I am wondering if there is a faster way of doing this. It takes about 400ms to look up the probability of any given 4-character tuple. The relevant method _Probablity() is at the end of the class.
This is a computationally intensive problem related to another post of mine: Algorithm for computing the plausibility of a function / Monte Carlo Method
Ultimately I'd like to store these values in a 4d-matrix. But given that there are 26 letters in the alphabet that would be a HUGE task. (26x26x26x26). If I take only the first 15000 characters of the novel then performance improves a ton, but my data isn't as useful.
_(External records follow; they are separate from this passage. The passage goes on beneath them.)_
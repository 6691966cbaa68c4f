//! Domain services: security entities, SIEM, and demo seeding

pub mod models;
pub mod security;
pub mod seed;
pub mod siem;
Here is the method that parses the text 'source':
private List<Tuple<char, char, char, char>> _Parse(string src)
{
var _map = new List<Tuple<char, char, char, char>>();
for (int i = 0; i < src.Length - 3; i++)
{
int j = i + 1;
int k = i + 2;
int l = i + 3;
_map.Add
(new Tuple<char, char, char, char>(src[i], src[j], src[k], src[l]));
}
return _map;
}
And here is the _Probability method:
private double _Probability(char x0, char x1, char x2, char x3)
{
var subset_x0 = map.Where(x => x.Item1 == x0);
var subset_x0_x1_following = subset_x0.Where(x => x.Item2 == x1);
var subset_x0_x2_following = subset_x0_x1_following.Where(x => x.Item3 == x2);
var subset_x0_x3_following = subset_x0_x2_following.Where(x => x.Item4 == x3);
int count_of_x0 = subset_x0.Count();
int count_of_x1_following = subset_x0_x1_following.Count();
int count_of_x2_following = subset_x0_x2_following.Count();
int count_of_x3_following = subset_x0_x3_following.Count();
decimal p1;
decimal p2;
decimal p3;
if (count_of_x0 <= 0 || count_of_x1_following <= 0 || count_of_x2_following <= 0 || count_of_x3_following <= 0)
{
p1 = e;
p2 = e;
p3 = e;
}
else
{
p1 = (decimal)count_of_x1_following / (decimal)count_of_x0;
p2 = (decimal)count_of_x2_following / (decimal)count_of_x1_following;
p3 = (decimal)count_of_x3_following / (decimal)count_of_x2_following;
p1 = (p1 * 100) + e;
p2 = (p2 * 100) + e;
p3 = (p3 * 100) + e;
}
//more calculations omitted
return _final;
}
}
EDIT - I'm providing more details to clear things up,
1) Strictly speaking I've only worked with English so far, but its true that different alphabets will have to be considered. Currently I only want the program to recognize English, similar to whats described in this paper: http://www-stat.stanford.edu/~cgates/PERSI/papers/MCMCRev.pdf
2) I am calculating the probabilities of n-tuples of characters where n <= 4. For instance if I am calculating the total probability of the string "that", I would break it down into these independent tuples and calculate the probability of each individually first:
[t][h]
[t][h][a]
[t][h][a][t]
[t][h] is given the most weight, then [t][h][a], then [t][h][a][t]. Since I am not just looking at the 4-character tuple as a single unit, I wouldn't be able to just divide the instances of [t][h][a][t] in the text by the total no. of 4-tuples in the next.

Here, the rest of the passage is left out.